It’s no secret that many high-profile companies are facing a leadership crisis. From Uber’s public decline to Wells Fargo’s phony account scandal, the news has been rife with businesses falling from grace.
In the aftermath of all these stories, however, the conversation always seems to turn toward one party: the organization’s leaders.
The leadership team sets the tone for the company culture and charts the course for the company’s goals. However, too often we hear of the devastating consequences of a leader’s lapse in judgement or the result of a negative culture perpetuated by the leadership team. Even large, once-successful companies are not immune to this threat.
“For many individual leaders who derail, their success had created a sense of entitlement — the idea that they deserved extra perks and privileges and that the rules didn’t apply to them,” explains University of Dallas Professor of Management J. Lee Whittington, Ph.D. “Ethical leadership failures are often fueled by an obsession with a very narrow definition of success (individually and in corporations) that emphasizes short-term financial gain.”
An individual’s or a corporation’s obsession with short-term financial wins — what Whittington calls the “tyranny of the quarterly” — creates an environment that incentivizes forfeiting ethics for financial gain. This forfeiture can have devastating effects on the reputations of even the most established companies.
Ethical leadership can be strengthened by quality business education.
Ethical leadership continues to be a strong indicator of a company’s long-term success. The need to cultivate strong leadership is greater than ever before. A study published by the Harvard Business Review surveyed 195 leaders in 15 countries over 30 global organizations and found that high ethical and moral standards were identified as the most important qualities for leaders to possess.
With many executives climbing the ranks to c-level and pivotal decision-making roles after completing MBAs, business school is an important step in shaping these leaders.
Integrating Principled and Moral Leadership into the Curriculum
Traditionally, business schools focus on teaching students hard skills such as finance, accounting or marketing. While these skills are necessary, it’s becoming increasingly important for business schools to also view each of these courses through the lens of ethical and principled leadership.

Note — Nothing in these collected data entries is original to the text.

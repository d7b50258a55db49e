//! The immutable result of one wallet generation.

use crate::error::{QtcError, Result};
use crate::types::{Address, Entropy, HdPath, KemKeyPair, SigKeyPair, WalletMethod};

/// One derived address with the signature key pair that controls it.
#[derive(Clone, Debug, PartialEq, Eq)]
pub struct AddressEntry {
    /// Derivation path of the address
    pub path: HdPath,
    /// Encoded witness address
    pub address: Address,
    /// Signature key pair for this address
    pub signature: SigKeyPair,
}

/// A fully assembled wallet.
///
/// Built once by the assembler and never modified afterwards; there are no
/// setters. Addresses are ordered by ascending address index.
#[derive(Clone, Debug, PartialEq, Eq)]
pub struct WalletRecord {
    method: WalletMethod,
    witness_version: u8,
    master_entropy: Entropy,
    kem: KemKeyPair,
    kem_shared_secret: Entropy,
    addresses: Vec<AddressEntry>,
}

impl WalletRecord {
    /// Bundles the material of one wallet generation.
    ///
    /// # Errors
    /// Returns a state error if there are no addresses, if an address carries a
    /// witness version other than the method's, or if the addresses are not
    /// strictly ascending by index.
    pub fn new(
        method: WalletMethod,
        master_entropy: Entropy,
        kem: KemKeyPair,
        kem_shared_secret: Entropy,
        addresses: Vec<AddressEntry>,
    ) -> Result<Self> {
        let witness_version = method.spec().witness_version;

        if addresses.is_empty() {
            return Err(QtcError::state("wallet record needs at least one address"));
        }
        if let Some(entry) = addresses
            .iter()
            .find(|e| e.address.witness_version() != witness_version)
        {
            return Err(QtcError::state(format!(
                "address at {} has witness version {}, method {} uses {}",
                entry.path,
                entry.address.witness_version(),
                method,
                witness_version
            )));
        }
        if addresses
            .windows(2)
            .any(|w| w[0].path.address_index >= w[1].path.address_index)
        {
            return Err(QtcError::state("addresses must be ordered by ascending index"));
        }

        Ok(Self {
            method,
            witness_version,
            master_entropy,
            kem,
            kem_shared_secret,
            addresses,
        })
    }

    /// Method that produced this wallet.
    pub fn method(&self) -> WalletMethod {
        self.method
    }

    /// Witness version of every address in this wallet.
    pub fn witness_version(&self) -> u8 {
        self.witness_version
    }

    /// Master entropy.
    pub fn master_entropy(&self) -> &Entropy {
        &self.master_entropy
    }

    /// The KEM key pair the wallet was bootstrapped from.
    pub fn kem(&self) -> &KemKeyPair {
        &self.kem
    }

    /// Shared secret from KEM self-encapsulation. Kept for audit, never exported.
    pub fn kem_shared_secret(&self) -> &Entropy {
        &self.kem_shared_secret
    }

    /// Addresses in ascending index order.
    pub fn addresses(&self) -> &[AddressEntry] {
        &self.addresses
    }

    /// The first (index 0 for single-address methods) address.
    pub fn primary_address(&self) -> &Address {
        // Non-empty by construction
        &self.addresses[0].address
    }
}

“At the University of Dallas, for example, we take our mission to develop principled and moral leaders very seriously,” said Whittington. “Every degree we offer has a required ethics course. In addition to these required courses, we cover the ethical dimensions of the topics in every course we offer. We seek to immerse our students in the ethical aspects of the business decisions they’ll face.”

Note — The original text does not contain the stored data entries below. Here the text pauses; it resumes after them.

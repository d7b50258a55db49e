//! # QTC Cryptography
//!
//! Deterministic derivation primitives for the QTC post-quantum wallet.
//!
//! This crate provides:
//!
//! - **Hash**: SHA3 / SHAKE256 expansion with per-call-site absorb order
//! - **Derivation**: master entropy per method row, hierarchical child entropy,
//!   signature seeds and witness programs
//! - **Providers**: ML-KEM-1024 / ML-DSA-65 key generation, in process or via
//!   the `qtc-provider` helper
//!
//! ## Security Properties
//!
//! - No hidden entropy: every output is a function of explicit inputs
//! - Secret material is zeroized on drop
//! - Every expansion absorbs a domain tag
//!
//! ## Example
//!
//! ```rust
//! use qtc_core::{Entropy, HdPath};
//! use qtc_crypto::{child_entropy, witness_program};
//!
//! let master = Entropy::from_slice(&[0x42; 64]);
//! let child = child_entropy(&master, &HdPath::default_chain(3)).unwrap();
//! assert_eq!(child.len(), 64);
//! assert_eq!(witness_program(child.as_bytes()).len(), 20);
//! ```

#![forbid(unsafe_code)]
#![warn(missing_docs, rust_2018_idioms)]

pub mod derive;
pub mod hash;
pub mod provider;

// Re-export main functions at crate root
pub use derive::{
    child_entropy, derive_address, derive_master, master_entropy, provisional_signature_seed,
    signature_seed, witness_program, DerivedNode, HdNode,
};
pub use hash::{expand, expand_parts, sha3_256, sha3_512, shake256, ExpandRule};
pub use provider::{NativeProvider, ProcessProvider, ProviderKind};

Cultivating a Personal “Board of Directors”
Ethical leadership failures are usually rooted in a lack of self-awareness and authentic accountability. Whittington believes every leader should cultivate a personal “board of directors.” Leaders should then invite the scrutiny of these individuals.
“Invited scrutiny is a process that subjects a leader to the evaluation of not just their behaviors, but also their attitudes, motivating real accountability,” explains Whittington, who also authored Biblical Perspectives on Leadership and Organizations. “Leaders must be humble and have a teachable spirit. They must also have people around them who care enough to confront their leadership when they see it drifting into questionable territory.”

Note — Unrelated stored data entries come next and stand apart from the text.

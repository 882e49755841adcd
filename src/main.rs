//! # MovieMatch Web
//!
//! Server-rendered frontend for the MovieMatch gateway, built with Rust, Axum
//! and Tokio. It logs a user in, submits recommendation jobs, and follows each
//! job by polling until it completes, fails, or runs out of time.
//!
//! ## Architecture
//! - `server`: server initialization and route wiring
//! - `config`: environment variable configuration
//! - `gateway`: HTTP client for the external gateway API
//! - `auth`: session state and the login client
//! - `recommend`: recommendation request client and job poller
//! - `ui`: state container, reducer and page rendering
//! - `routes`: HTTP route handlers
//!
//! ## Environment Setup
//! Settings are read from the environment, or from a `.env` file:
//! ```bash
//! MOVIEMATCH_API_BASE=http://localhost:8000
//! SERVER_PORT=5173
//! ```
//!
//! ## Running the Server
//! ```bash
//! cargo run
//! ```
//!
//! The page is served on `http://127.0.0.1:5173` by default.

mod auth;
mod config;
mod gateway;
mod recommend;
mod routes;
mod server;
mod ui;

use tracing_subscriber::{EnvFilter, layer::SubscriberExt, util::SubscriberInitExt};

#[tokio::main]
async fn main() -> anyhow::Result<()> {
    // a missing .env is fine, the environment may already be set
    dotenv::dotenv().ok();

    tracing_subscriber::registry()
        .with(
            EnvFilter::try_from_default_env()
                .unwrap_or_else(|_| EnvFilter::new("moviematch_web=info,tower_http=info")),
        )
        .with(
            tracing_subscriber::fmt::layer()
                .with_target(false) // Don't show module targets for cleaner output
                .compact(),
        )
        .init();

    tracing::info!(
        "Starting {} v{}",
        env!("CARGO_PKG_NAME"),
        env!("CARGO_PKG_VERSION")
    );
    tracing::info!(
        "Build profile: {}",
        if cfg!(debug_assertions) {
            "debug"
        } else {
            "release"
        }
    );

    let config = config::Config::from_env()?;
    server::start(config).await
}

Business school is a great opportunity to grow your “board of directors” by networking with classmates and professors.
Broadening the Definition of Success
“There is a growing emphasis in both academic and practitioner circles on enhancing sustainability, servant leadership and positive organizations,” said Whittington.
Even though ethical leadership successes don’t often make headlines, it’s important to celebrate the many leadership teams that are excelling at creating sustainable solutions that benefit more than just their shareholders. These leaders define their success not just in terms of dollars, but by the positive impact their decisions have across all dimensions of the organization.
J. Lee Whittington, Ph.D., is a professor of management in the Satish & Yasmin Gupta College of Business at the University of Dallas. He focuses his teaching, research and consulting in the areas of leadership, organizational behavior and spiritual leadership. He is also the co-director of the Master of Leadership program at the University of Dallas.